Em relação à situação legal de Abu Safiya, a advogada disse que as autoridades israelenses tentaram reformular o caso de Abu Safiya como um caso de segurança regular para registrar uma acusação.
“Após uma série de interrogatórios e torturas severas para forçá-lo a assinar qualquer coisa que pudessem usar como evidência para a acusação, eles não conseguiram encontrar nenhuma base contra ele depois de mais de 45 dias”, disse ela.
“Eles então devolveram seu caso à sua designação original (combatente ilegal), e o arquivo de um combatente ilegal não carrega direitos, seja em termos de representação ou acusação. Cada vez, a decisão de estender sua detenção é renovada.'”
No entanto, Kassem diz que deixou Abu Safiya animada, encerrando a reunião com a seguinte mensagem: ”Um ser humano é história, e sua história é definida por uma posição que é tomada e estudada.”
‘Prisioneiros estão em perigo, salvem-nos’
A experiência de tortura de Abu Safiya é uma das muitas dentro das prisões israelenses.
No início de abril do ano passado, um médico em um hospital de campanha israelense onde palestinos detidos de Gaza são mantidos descreveu detalhes angustiantes das condições, incluindo amputação de membros devido a ferimentos por algemas e prisioneiros forçados a defecar em fraldas.
O médico não identificado que trabalha na unidade Sde Teiman, entre Gaza e Bersheeba no deserto de Negev, escreveu sobre as experiências em uma carta ao ministro da defesa de israel, ao ministro da saúde e ao consultor jurídico do governo. A carta foi relatada pelo Haaretz.
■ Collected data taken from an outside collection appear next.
use crate::Hero;

use serde::{Deserialize, Serialize};

/// The part of a search response the pipeline consumes.
#[derive(Debug, Clone, PartialEq, Default, Serialize, Deserialize)]
pub struct RawResponse {
    pub total: u64,
    #[serde(default)]
    pub results: Vec<Hero>,
}

/// Wire envelope: `{ "data": { "total": .., "results": [..] } }`.
///
/// The API also sends `code`, `status`, `attributionText` and paging echoes;
/// only `data` is required.
#[derive(Debug, Clone, Deserialize)]
#[serde(rename_all = "camelCase")]
pub struct HeroDataWrapper {
    #[serde(default)]
    pub code: Option<u16>,
    #[serde(default)]
    pub attribution_text: Option<String>,
    pub data: RawResponse,
}

impl From<HeroDataWrapper> for RawResponse {
    fn from(wrapper: HeroDataWrapper) -> Self {
        wrapper.data
    }
}
mod query_params;
//! Logging setup for hosts embedding the search pipeline.
//!
//! Provides dual output (stdout with colors + `hero-search.log`) with thread-safe
//! initialization. Each pipeline stage logs under its own module target
//! (`hero_core::query`, `hero_core::executor`, ...), so the target is part of
//! every line.

use crate::error::logger::LoggerError;

use common::ErrorLocation;

use std::io::stdout;
use std::path::Path;
use std::str::FromStr;
use std::sync::Once;
use std::sync::atomic::{AtomicBool, Ordering};
use std::time::SystemTime;

use fern::Dispatch;
use fern::colors::Color::{Blue, Green, Magenta, Red, Yellow};
use fern::colors::ColoredLevelConfig;
use humantime::format_rfc3339;
use log::{LevelFilter, info, warn};

/// Thread-safe initialization guard.
static INIT_LOGGER_ONCE: Once = Once::new();

/// Tracks if logger initialization was already attempted.
static LOGGER_ALREADY_CALLED: AtomicBool = AtomicBool::new(false);

/// Log file name, created inside the directory passed to [`initialize`].
pub const LOG_FILE_NAME: &str = "hero-search.log";

/// Environment variable overriding the log level (`trace` .. `error`, `off`).
pub const LOG_LEVEL_ENV: &str = "HERO_SEARCH_LOG_LEVEL";

/// Warning message when logger is called multiple times.
const LOGGER_ALREADY_INITIALIZED_MESSAGE: &str = "Logger already initialized";

/// Default log level for debug builds.
#[cfg(debug_assertions)]
const DEFAULT_LOG_LEVEL: LevelFilter = LevelFilter::Debug;

/// Default log level for release builds.
#[cfg(not(debug_assertions))]
const DEFAULT_LOG_LEVEL: LevelFilter = LevelFilter::Info;

/// HTTP stack crates. Their debug output repeats every request URL, API key included.
const HTTP_CRATES: [&str; 3] = ["reqwest", "hyper", "hyper_util"];

/// Initialize the logger at the level named by `HERO_SEARCH_LOG_LEVEL`, or the
/// build default when it is unset or unrecognized.
///
/// This function is safe to call multiple times - subsequent calls will
/// log a warning and return Ok. The actual initialization runs exactly once.
///
/// # Errors
///
/// Returns [`LoggerError`] if the log directory or file cannot be created or
/// another global logger is already installed.
pub fn initialize(log_dir: &Path) -> Result<(), LoggerError> {
    let level = resolve_level(std::env::var(LOG_LEVEL_ENV).ok().as_deref());
    initialize_with_level(log_dir, level)
}

/// [`initialize`] with an explicit level.
///
/// # Errors
///
/// See [`initialize`].
pub fn initialize_with_level(log_dir: &Path, level: LevelFilter) -> Result<(), LoggerError> {
    if LOGGER_ALREADY_CALLED.swap(true, Ordering::SeqCst) {
        warn!("{LOGGER_ALREADY_INITIALIZED_MESSAGE}");
        return Ok(());
    }

    let mut result = Ok(());

    INIT_LOGGER_ONCE.call_once(|| {
        result = initialize_internal(log_dir, level);
        if result.is_ok() {
            info!(
                "Logger initialized with level {level:?}, writing to {}",
                log_dir.join(LOG_FILE_NAME).display()
            );
        }
    });

    result
}

/// Level named by `value`, falling back to the build default.
pub fn resolve_level(value: Option<&str>) -> LevelFilter {
    match value.map(str::trim).filter(|value| !value.is_empty()) {
        Some(value) => LevelFilter::from_str(value).unwrap_or(DEFAULT_LOG_LEVEL),
        None => DEFAULT_LOG_LEVEL,
    }
}

/// Internal logger initialization with dual dispatch.
fn initialize_internal(log_dir: &Path, level: LevelFilter) -> Result<(), LoggerError> {
    std::fs::create_dir_all(log_dir).map_err(|e| LoggerError::LogFile {
        message: format!("Failed to create log directory {}: {e}", log_dir.display()),
        location: ErrorLocation::caller(),
    })?;

    let log_file_path = log_dir.join(LOG_FILE_NAME);

    let color_configuration = ColoredLevelConfig::new()
        .debug(Blue)
        .info(Green)
        .warn(Yellow)
        .error(Red)
        .trace(Magenta);

    // HTTP crates never log below warn, whatever the pipeline level
    let base_dispatch = HTTP_CRATES.iter().fold(
        Dispatch::new().level(level),
        |dispatch, target| dispatch.level_for(*target, level.min(LevelFilter::Warn)),
    );

    // Stdout: colored, stage target instead of source position
    let stdout_dispatch = Dispatch::new()
        .format(move |out, message, record| {
            out.finish(format_args!(
                "[{date} - {level} - {target}] {message}",
                date = format_rfc3339(SystemTime::now()),
                level = color_configuration.color(record.level()),
                target = record.target(),
                message = message,
            ))
        })
        .chain(stdout());

    let log_file = fern::log_file(&log_file_path).map_err(|e| LoggerError::LogFile {
        message: format!("Failed to create log file {}: {e}", log_file_path.display()),
        location: ErrorLocation::caller(),
    })?;

    // File: plain text, keeps the source position for bug reports
    let file_dispatch = Dispatch::new()
        .format(move |out, message, record| {
            out.finish(format_args!(
                "[{date} - {level} - {target}] {message} [{file}:{line}]",
                date = format_rfc3339(SystemTime::now()),
                level = record.level(),
                target = record.target(),
                message = message,
                file = record.file().unwrap_or("unknown"),
                line = record.line().unwrap_or(0)
            ))
        })
        .chain(log_file);

    base_dispatch
        .chain(stdout_dispatch)
        .chain(file_dispatch)
        .apply()
        .map_err(|e| LoggerError::Initialize {
            message: format!("Failed to initialize logger: {e}"),
            location: ErrorLocation::caller(),
        })?;

    Ok(())
}
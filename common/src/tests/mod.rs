mod redacted_key;
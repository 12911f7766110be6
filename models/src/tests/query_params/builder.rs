use crate::{InputState, ModelError, PageLimit, QueryParamsBuilder};

use common::RedactedApiKey;

fn key() -> RedactedApiKey {
    RedactedApiKey::new("public-key")
}

/// **VALUE**: Verifies a "spider" search on the first page of ten.
///
/// **WHY THIS MATTERS**: This is the canonical request shape the search API expects.
///
/// **BUG THIS CATCHES**: Would catch a wrong offset or a missing `nameStartsWith`.
#[test]
fn given_search_term_on_first_page_when_building_then_offset_zero_and_name_filter_set() {
    // GIVEN: search "spider", page 0, limit 10
    let builder = QueryParamsBuilder::default()
        .with_api_key(key())
        .with_search_term("spider")
        .with_page(0)
        .with_limit(PageLimit::Low);

    // WHEN: Building
    let params = builder.build().unwrap();

    // THEN: offset 0, limit 10, name filter present
    assert_eq!(params.offset, 0);
    assert_eq!(params.limit, 10);
    assert_eq!(params.name_starts_with.as_deref(), Some("spider"));
}

/// **VALUE**: Verifies that an empty search term is dropped from the parameters.
///
/// **WHY THIS MATTERS**: An empty `nameStartsWith` is rejected by the API. The browse
/// mode (no term) must send no name filter at all.
#[test]
fn given_empty_search_term_when_building_then_name_filter_absent() {
    let params = QueryParamsBuilder::default()
        .with_api_key(key())
        .with_search_term("")
        .with_page(3)
        .with_limit(PageLimit::Mid)
        .build()
        .unwrap();

    assert_eq!(params.name_starts_with, None);
    assert_eq!(params.offset, 75);

    let pairs = params.query_pairs();
    assert!(pairs.iter().all(|(name, _)| *name != "nameStartsWith"));
}

#[test]
fn given_input_state_when_building_then_offset_is_page_times_limit() {
    for limit in PageLimit::ALL {
        for page in [0_u32, 1, 2, 17] {
            let input = InputState {
                search_term: String::from("hulk"),
                page,
                limit,
            };

            let params = QueryParamsBuilder::default()
                .with_api_key(key())
                .with_input(&input)
                .build()
                .unwrap();

            assert_eq!(params.offset, u64::from(page) * u64::from(limit.value()));
            assert_eq!(params.offset, input.offset());
        }
    }
}

/// **VALUE**: Verifies structural equality of parameters built from equal inputs.
///
/// **WHY THIS MATTERS**: Deduplication compares `QueryParams` with `==`. Two builds of the
/// same input must be equal or every keystroke that lands on the same state refires.
#[test]
fn given_same_inputs_when_built_twice_then_params_are_equal() {
    let input = InputState {
        search_term: String::from("thor"),
        page: 1,
        limit: PageLimit::Low,
    };

    let first = QueryParamsBuilder::default().with_api_key(key()).with_input(&input).build().unwrap();
    let second = QueryParamsBuilder::default().with_api_key(key()).with_input(&input).build().unwrap();
    let other_page = QueryParamsBuilder::default()
        .with_api_key(key())
        .with_input(&input)
        .with_page(2)
        .build()
        .unwrap();

    assert_eq!(first, second);
    assert_ne!(first, other_page);
}

#[test]
fn given_params_when_query_pairs_taken_then_wire_names_in_order() {
    let params = QueryParamsBuilder::default()
        .with_api_key(key())
        .with_search_term("iron")
        .with_page(2)
        .with_limit(PageLimit::Low)
        .build()
        .unwrap();

    let pairs = params.query_pairs();

    assert_eq!(
        pairs,
        vec![
            ("apikey", String::from("public-key")),
            ("limit", String::from("10")),
            ("offset", String::from("20")),
            ("nameStartsWith", String::from("iron")),
        ]
    );
}

#[test]
fn given_missing_api_key_when_building_then_returns_validation_error() {
    let result = QueryParamsBuilder::default()
        .with_page(0)
        .with_limit(PageLimit::Low)
        .build();

    match result {
        Err(ModelError::Validation { message, .. }) => assert_eq!(message, "API key is required"),
        other => panic!("Expected validation error, got {other:?}"),
    }
}

#[test]
fn given_blank_api_key_when_building_then_returns_validation_error() {
    let result = QueryParamsBuilder::default()
        .with_api_key(RedactedApiKey::new("  "))
        .with_limit(PageLimit::Low)
        .build();

    match result {
        Err(ModelError::Validation { message, .. }) => assert_eq!(message, "API key cannot be empty"),
        other => panic!("Expected validation error, got {other:?}"),
    }
}

#[test]
fn given_missing_limit_when_building_then_returns_validation_error() {
    let result = QueryParamsBuilder::default().with_api_key(key()).build();

    match result {
        Err(ModelError::Validation { message, .. }) => assert_eq!(message, "Limit is required"),
        other => panic!("Expected validation error, got {other:?}"),
    }
}
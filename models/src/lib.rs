//! Domain models for hero search.
//!
//! Pure data passed between the layers of the search pipeline. Models carry
//! validation but no reactive behaviour: the pipeline that mutates, debounces,
//! fetches and projects them lives in `hero-core`.
//!
//! ## Architecture
//!
//! - **common**: location tracking, redacted credentials, status codes
//! - **models** (this crate): input state, query parameters, API payloads, view model
//! - **hero-core**: the reactive query-state pipeline operating on these models

pub mod error;
pub mod hero;
pub mod input_state;
pub mod query_params;
pub mod raw_response;
pub mod view_model;

pub use error::model_error::ModelError;
pub use hero::{Hero, HeroSubItem, HeroSubItems, HeroThumbnail};
pub use input_state::{InputState, PageLimit};
pub use query_params::QueryParams;
pub use query_params::builder::QueryParamsBuilder;
pub use raw_response::{HeroDataWrapper, RawResponse};
pub use view_model::ViewModel;

#[cfg(test)]
mod tests;
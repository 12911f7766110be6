//! Query builder: input snapshots in, deduplicated [`QueryParams`] out.
//!
//! # Debounce
//!
//! Search-term and page changes start (or restart) a quiet-period timer; the
//! parameters are built from whatever the input is when it fires. Under
//! [`DebouncePolicy::LimitImmediate`] a page-size change skips the timer and
//! emits at once, cancelling any pending debounced emission (the immediate
//! emission already reflects the newest input). The seed state is always
//! emitted immediately so the first page loads on start-up.
//!
//! # Deduplication
//!
//! A freshly built parameter set equal to the previously emitted one is
//! suppressed, so returning to the same input within or across windows never
//! triggers a second request.

use crate::input::{InputChange, InputSnapshot};

use common::RedactedApiKey;
use models::{InputState, ModelError, PageLimit, QueryParams, QueryParamsBuilder};

use std::time::Duration;

use log::{debug, error, info, trace, warn};
use serde::{Deserialize, Serialize};
use tokio::sync::{mpsc, watch};
use tokio::time::{Instant, sleep_until};

/// Which input changes wait out the debounce window.
#[derive(Debug, Clone, Copy, PartialEq, Eq, Default, Serialize, Deserialize)]
#[serde(rename_all = "snake_case")]
pub enum DebouncePolicy {
    /// Search and page changes are debounced; limit changes go out at once.
    #[default]
    LimitImmediate,
    /// Every change is debounced.
    Uniform,
}

pub struct QueryBuilder {
    api_key: RedactedApiKey,
    window: Duration,
    policy: DebouncePolicy,
    last_emitted: Option<QueryParams>,
    seen_limit: Option<PageLimit>,
}

impl QueryBuilder {
    pub fn new(api_key: RedactedApiKey, window: Duration, policy: DebouncePolicy) -> Self {
        Self {
            api_key,
            window,
            policy,
            last_emitted: None,
            seen_limit: None,
        }
    }

    /// How long a change of this kind waits before emitting; `None` means immediately.
    pub fn delay_for(&self, change: InputChange) -> Option<Duration> {
        match (change, self.policy) {
            (InputChange::Initial, _) => None,
            (InputChange::Limit, DebouncePolicy::LimitImmediate) => None,
            _ => Some(self.window),
        }
    }

    /// Delay for a received snapshot.
    ///
    /// The watch channel only keeps the newest snapshot, so its `change` can
    /// hide an earlier limit change from the same tick. The limit is compared
    /// against the last one seen instead of trusting the cause alone.
    pub fn delay_for_snapshot(&mut self, snapshot: &InputSnapshot) -> Option<Duration> {
        let limit = snapshot.state.limit;
        let limit_changed = self.seen_limit.is_some_and(|seen| seen != limit);
        self.seen_limit = Some(limit);

        if limit_changed {
            self.delay_for(InputChange::Limit)
        } else {
            self.delay_for(snapshot.change)
        }
    }

    #[track_caller]
    pub fn build_params(&self, input: &InputState) -> Result<QueryParams, ModelError> {
        QueryParamsBuilder::default()
            .with_api_key(self.api_key.clone())
            .with_input(input)
            .build()
    }

    /// Build parameters for `input`, or `None` if they equal the last emitted set.
    pub fn next_params(&mut self, input: &InputState) -> Result<Option<QueryParams>, ModelError> {
        let params = self.build_params(input)?;

        if self.last_emitted.as_ref() == Some(&params) {
            return Ok(None);
        }

        self.last_emitted = Some(params.clone());
        Ok(Some(params))
    }

    pub fn last_emitted(&self) -> Option<&QueryParams> {
        self.last_emitted.as_ref()
    }

    /// Drive the builder until the input store or the executor goes away.
    pub async fn run(
        mut self,
        mut input_rx: watch::Receiver<InputSnapshot>,
        params_tx: mpsc::Sender<QueryParams>,
    ) {
        info!(
            "Query builder started (debounce {:?}, policy {:?})",
            self.window, self.policy
        );

        let initial = input_rx.borrow_and_update().clone();
        let mut deadline = match self.delay_for_snapshot(&initial) {
            Some(window) => Some(Instant::now() + window),
            None => {
                if !self.emit(&initial.state, &params_tx).await {
                    return;
                }
                None
            }
        };

        loop {
            tokio::select! {
                changed = input_rx.changed() => {
                    if changed.is_err() {
                        debug!("Input store dropped");
                        break;
                    }

                    let snapshot = input_rx.borrow_and_update().clone();
                    match self.delay_for_snapshot(&snapshot) {
                        None => {
                            if deadline.take().is_some() {
                                trace!("Pending debounced emission superseded by {:?}", snapshot.change);
                            }
                            if !self.emit(&snapshot.state, &params_tx).await {
                                break;
                            }
                        }
                        Some(window) => {
                            trace!("Debounce window (re)started by {:?} at revision {}", snapshot.change, snapshot.revision);
                            deadline = Some(Instant::now() + window);
                        }
                    }
                }
                () = wait_until(deadline) => {
                    deadline = None;
                    let state = input_rx.borrow().state.clone();
                    if !self.emit(&state, &params_tx).await {
                        break;
                    }
                }
            }
        }

        info!("Query builder stopped");
    }

    /// Returns `false` once the executor side of the channel is gone.
    async fn emit(&mut self, input: &InputState, params_tx: &mpsc::Sender<QueryParams>) -> bool {
        match self.next_params(input) {
            Ok(Some(params)) => {
                debug!("Emitting query params {params:?}");
                if params_tx.send(params).await.is_err() {
                    warn!("Query executor gone, stopping query builder");
                    return false;
                }
            }
            Ok(None) => trace!("Suppressed duplicate query params"),
            Err(e) => error!("Failed to build query params: {e}"),
        }
        true
    }
}

async fn wait_until(deadline: Option<Instant>) {
    match deadline {
        Some(deadline) => sleep_until(deadline).await,
        None => std::future::pending().await,
    }
}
“Isso torna todos nós – as equipes médicas e vocês, os responsáveis por nós nos ministérios da saúde e da defesa – cúmplices da violação da lei israelense, e talvez pior para mim como médico, da violação do meu compromisso básico com os pacientes, onde quer que estejam, como jurei quando me formei há 20 anos”, escreveu ele.
Os últimos grupos de detentos palestinos libertados mostraram sinais de sofrimento, abuso, fome e negligência médica em prisões e centros de detenção administrados por israelenses.
Vários deles só receberam atenção médica após sua libertação.
Em um clipe, um ex-detento em um ônibus entrando na Faixa de Gaza alertou sobre a condição dos que permaneceram na prisão, gritando: “Prisioneiros [dentro das prisões israelenses] estão em perigo. Salvem-nos.”
Tortura desenfreada foi registrada em instalações de detenção civis e militares em Israel nos últimos meses, resultando na morte de mais de 60 palestinos desde 7 de outubro de 2023, entre eles pelo menos 39 de Gaza.
* Matéria publicada em 10/03/2025 pelo Middle East Eye.